● Work order: Exactly the lines from the opening of the records through the line containing "pub async fn explain(&self, query: &str)" should be copied, with both included.

● Saved entries:
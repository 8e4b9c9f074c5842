use async_trait::async_trait;
use serde_json::Value;
use thiserror::Error;

use crate::error::{BackendError, ValidationError};

pub const NO_SQL_GENERATED: &str = "-- No SQL generated";

#[derive(Debug, Clone, PartialEq, Eq)]
pub struct IndexRecommendation {
    pub table: String,
    pub column: String,
    pub reason: Option<String>,
    pub sql: Option<String>,
}

#[derive(Debug, Clone, PartialEq, Eq)]
pub struct QuerySuggestion {
    pub sql: String,
    pub explanation: Option<String>,
}

#[derive(Debug, Error)]
pub enum AssistantError {
    #[error(transparent)]
    Validation(#[from] ValidationError),
    #[error("{0}")]
    Backend(#[source] BackendError),
}

#[async_trait]
pub trait AssistantBackend {
    /// Execution plan for `query`. The payload shape depends on the database
    /// and is only displayed, never interpreted.
    async fn explain(&self, query: &str) -> Result<Value, BackendError>;
    async fn recommend_indexes(&self, query: &str)
        -> Result<Vec<IndexRecommendation>, BackendError>;
    async fn suggest(&self, prompt: &str) -> Result<QuerySuggestion, BackendError>;
}

#[derive(Debug)]
pub struct Assistant<B: AssistantBackend> {
    backend: B,
}

impl<B: AssistantBackend> Assistant<B> {
    #[must_use]
    pub fn new(backend: B) -> Self {
        Self { backend }
    }

    pub async fn explain(&self, query: &str) -> Result<Value, AssistantError> {
        let query = non_blank(query).ok_or(ValidationError::EmptyQuery)?;
        self.backend
            .explain(query)
            .await
            .map_err(AssistantError::Backend)
    }

    pub async fn recommend_indexes(
        &self,
        query: &str,
    ) -> Result<Vec<IndexRecommendation>, AssistantError> {
        let query = non_blank(query).ok_or(ValidationError::EmptyQuery)?;
        let mut recommendations = self
            .backend
            .recommend_indexes(query)
            .await
            .map_err(AssistantError::Backend)?;

        let mut seen = std::collections::HashSet::new();
        recommendations.retain(|recommendation| {
            seen.insert((
                recommendation.table.to_ascii_lowercase(),
                recommendation.column.to_ascii_lowercase(),
            ))
        });
        Ok(recommendations)
    }

    pub async fn suggest(&self, prompt: &str) -> Result<QuerySuggestion, AssistantError> {
        let prompt = non_blank(prompt).ok_or(ValidationError::EmptyPrompt)?;
        let mut suggestion = self
            .backend
            .suggest(prompt)
            .await
            .map_err(AssistantError::Backend)?;

        if suggestion.sql.trim().is_empty() {
            suggestion.sql = NO_SQL_GENERATED.to_string();
        }
        Ok(suggestion)
    }
}

fn non_blank(text: &str) -> Option<&str> {
    let trimmed = text.trim();
    (!trimmed.is_empty()).then_some(trimmed)
}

● Answer to the problem:
repository 8e4b9c9f074c5842
use async_trait::async_trait;
use serde_json::Value;
use thiserror::Error;

use crate::error::{BackendError, ValidationError};

pub const NO_SQL_GENERATED: &str = "-- No SQL generated";

#[derive(Debug, Clone, PartialEq, Eq)]
pub struct IndexRecommendation {
    pub table: String,
    pub column: String,
    pub reason: Option<String>,
    pub sql: Option<String>,
}

#[derive(Debug, Clone, PartialEq, Eq)]
pub struct QuerySuggestion {
    pub sql: String,
    pub explanation: Option<String>,
}

#[derive(Debug, Error)]
pub enum AssistantError {
    #[error(transparent)]
    Validation(#[from] ValidationError),
    #[error("{0}")]
    Backend(#[source] BackendError),
}

#[async_trait]
pub trait AssistantBackend {
    /// Execution plan for `query`. The payload shape depends on the database
    /// and is only displayed, never interpreted.
    async fn explain(&self, query: &str) -> Result<Value, BackendError>;
    async fn recommend_indexes(&self, query: &str)
        -> Result<Vec<IndexRecommendation>, BackendError>;
    async fn suggest(&self, prompt: &str) -> Result<QuerySuggestion, BackendError>;
}

#[derive(Debug)]
pub struct Assistant<B: AssistantBackend> {
    backend: B,
}

impl<B: AssistantBackend> Assistant<B> {
    #[must_use]
    pub fn new(backend: B) -> Self {
        Self { backend }
    }

    pub async fn explain(&self, query: &str) -> Result<Value, AssistantError> {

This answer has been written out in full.